(The input begins)
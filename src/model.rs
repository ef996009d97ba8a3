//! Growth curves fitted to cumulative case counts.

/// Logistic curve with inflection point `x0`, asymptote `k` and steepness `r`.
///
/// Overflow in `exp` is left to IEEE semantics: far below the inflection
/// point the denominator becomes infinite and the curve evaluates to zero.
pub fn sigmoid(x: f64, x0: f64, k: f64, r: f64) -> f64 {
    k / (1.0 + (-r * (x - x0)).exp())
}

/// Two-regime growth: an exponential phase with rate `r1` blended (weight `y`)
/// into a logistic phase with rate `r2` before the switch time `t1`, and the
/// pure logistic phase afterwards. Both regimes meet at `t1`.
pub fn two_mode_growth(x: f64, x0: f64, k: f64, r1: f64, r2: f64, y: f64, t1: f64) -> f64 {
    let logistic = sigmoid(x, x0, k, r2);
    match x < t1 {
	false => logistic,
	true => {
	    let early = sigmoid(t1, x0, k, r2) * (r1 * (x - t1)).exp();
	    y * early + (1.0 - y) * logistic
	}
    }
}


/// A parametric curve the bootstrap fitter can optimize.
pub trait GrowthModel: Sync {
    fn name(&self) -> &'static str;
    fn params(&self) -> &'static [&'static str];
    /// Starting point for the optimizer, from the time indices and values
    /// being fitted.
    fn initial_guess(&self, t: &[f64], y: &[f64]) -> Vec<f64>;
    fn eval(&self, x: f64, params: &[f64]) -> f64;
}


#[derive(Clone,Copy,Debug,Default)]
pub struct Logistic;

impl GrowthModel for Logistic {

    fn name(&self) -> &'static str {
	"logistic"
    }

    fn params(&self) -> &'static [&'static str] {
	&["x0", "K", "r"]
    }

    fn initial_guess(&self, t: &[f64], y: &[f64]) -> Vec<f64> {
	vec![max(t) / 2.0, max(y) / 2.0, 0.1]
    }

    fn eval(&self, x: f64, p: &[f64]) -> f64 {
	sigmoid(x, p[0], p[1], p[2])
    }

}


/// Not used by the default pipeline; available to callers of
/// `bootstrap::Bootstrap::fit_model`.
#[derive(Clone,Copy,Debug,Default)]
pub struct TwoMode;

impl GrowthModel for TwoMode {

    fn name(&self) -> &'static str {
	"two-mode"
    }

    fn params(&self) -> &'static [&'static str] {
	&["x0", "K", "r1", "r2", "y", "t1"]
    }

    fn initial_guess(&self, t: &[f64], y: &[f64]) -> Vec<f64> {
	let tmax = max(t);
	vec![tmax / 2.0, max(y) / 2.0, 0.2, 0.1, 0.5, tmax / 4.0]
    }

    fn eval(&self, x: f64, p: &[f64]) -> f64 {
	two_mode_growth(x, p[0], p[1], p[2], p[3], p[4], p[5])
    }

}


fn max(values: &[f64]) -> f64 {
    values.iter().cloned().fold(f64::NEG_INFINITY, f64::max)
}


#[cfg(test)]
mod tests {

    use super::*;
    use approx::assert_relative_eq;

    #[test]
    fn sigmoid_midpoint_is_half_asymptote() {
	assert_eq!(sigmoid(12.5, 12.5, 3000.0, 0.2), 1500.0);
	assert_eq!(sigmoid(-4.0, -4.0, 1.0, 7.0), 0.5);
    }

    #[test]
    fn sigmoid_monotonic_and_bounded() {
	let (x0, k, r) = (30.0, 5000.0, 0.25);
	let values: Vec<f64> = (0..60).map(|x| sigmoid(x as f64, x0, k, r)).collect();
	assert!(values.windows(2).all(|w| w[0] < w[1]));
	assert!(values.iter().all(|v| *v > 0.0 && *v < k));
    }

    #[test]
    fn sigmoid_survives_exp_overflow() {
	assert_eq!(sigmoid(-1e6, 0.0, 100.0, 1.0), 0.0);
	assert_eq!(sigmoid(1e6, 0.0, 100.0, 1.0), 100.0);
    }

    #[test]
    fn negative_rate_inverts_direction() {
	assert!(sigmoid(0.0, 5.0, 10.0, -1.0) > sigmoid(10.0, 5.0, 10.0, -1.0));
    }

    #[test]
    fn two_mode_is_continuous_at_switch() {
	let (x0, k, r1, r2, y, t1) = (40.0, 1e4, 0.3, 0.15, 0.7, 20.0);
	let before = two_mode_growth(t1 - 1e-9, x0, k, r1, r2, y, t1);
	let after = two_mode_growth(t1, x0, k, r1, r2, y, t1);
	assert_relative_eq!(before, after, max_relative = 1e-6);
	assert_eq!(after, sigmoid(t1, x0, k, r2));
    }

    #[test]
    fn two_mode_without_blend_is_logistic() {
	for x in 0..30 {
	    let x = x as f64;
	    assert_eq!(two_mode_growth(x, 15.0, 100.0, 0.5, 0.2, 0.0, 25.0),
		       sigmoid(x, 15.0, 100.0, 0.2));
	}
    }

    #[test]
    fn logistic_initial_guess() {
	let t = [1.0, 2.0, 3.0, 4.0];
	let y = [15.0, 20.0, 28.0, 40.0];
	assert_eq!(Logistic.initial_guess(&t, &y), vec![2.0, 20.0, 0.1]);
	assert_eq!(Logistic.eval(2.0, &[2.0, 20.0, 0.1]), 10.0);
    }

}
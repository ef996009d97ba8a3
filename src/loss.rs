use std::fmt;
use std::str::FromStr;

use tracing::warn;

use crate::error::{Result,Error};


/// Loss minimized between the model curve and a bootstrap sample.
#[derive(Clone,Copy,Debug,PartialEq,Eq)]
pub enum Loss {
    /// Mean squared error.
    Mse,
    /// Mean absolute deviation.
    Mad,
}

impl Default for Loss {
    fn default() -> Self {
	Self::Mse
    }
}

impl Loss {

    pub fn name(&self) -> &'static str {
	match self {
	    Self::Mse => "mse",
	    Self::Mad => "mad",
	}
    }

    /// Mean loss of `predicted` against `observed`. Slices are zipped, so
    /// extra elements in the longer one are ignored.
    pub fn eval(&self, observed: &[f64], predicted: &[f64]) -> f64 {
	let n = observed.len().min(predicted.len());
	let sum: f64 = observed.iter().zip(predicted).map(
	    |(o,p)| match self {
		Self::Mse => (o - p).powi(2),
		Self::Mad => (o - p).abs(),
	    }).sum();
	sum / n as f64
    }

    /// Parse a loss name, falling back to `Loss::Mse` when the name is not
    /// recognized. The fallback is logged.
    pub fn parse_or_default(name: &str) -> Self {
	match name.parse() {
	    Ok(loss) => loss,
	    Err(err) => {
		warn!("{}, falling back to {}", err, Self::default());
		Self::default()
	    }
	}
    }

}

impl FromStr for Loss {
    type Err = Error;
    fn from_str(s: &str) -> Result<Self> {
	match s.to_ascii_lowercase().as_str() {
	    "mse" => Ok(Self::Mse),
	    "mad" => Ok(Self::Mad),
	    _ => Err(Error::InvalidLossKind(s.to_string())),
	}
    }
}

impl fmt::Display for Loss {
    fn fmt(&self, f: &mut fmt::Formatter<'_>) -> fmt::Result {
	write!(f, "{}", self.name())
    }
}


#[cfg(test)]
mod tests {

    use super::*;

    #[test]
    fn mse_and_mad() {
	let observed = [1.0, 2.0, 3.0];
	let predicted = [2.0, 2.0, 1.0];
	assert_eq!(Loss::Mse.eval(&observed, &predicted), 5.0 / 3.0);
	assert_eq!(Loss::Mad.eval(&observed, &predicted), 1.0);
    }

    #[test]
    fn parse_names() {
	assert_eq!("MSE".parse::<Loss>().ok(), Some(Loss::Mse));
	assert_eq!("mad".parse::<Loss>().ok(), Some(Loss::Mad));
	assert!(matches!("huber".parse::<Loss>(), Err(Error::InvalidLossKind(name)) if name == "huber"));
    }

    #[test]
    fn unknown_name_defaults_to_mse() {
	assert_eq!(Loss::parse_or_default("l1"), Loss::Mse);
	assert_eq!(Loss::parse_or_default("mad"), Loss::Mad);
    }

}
(The input ends)
--- Action item ---
Track down every line of the material containing the string "iter", and copy it.

--- Reply ---
    values.iter().cloned().fold(f64::NEG_INFINITY, f64::max)
	assert!(values.iter().all(|v| *v > 0.0 && *v < k));
	let sum: f64 = observed.iter().zip(predicted).map(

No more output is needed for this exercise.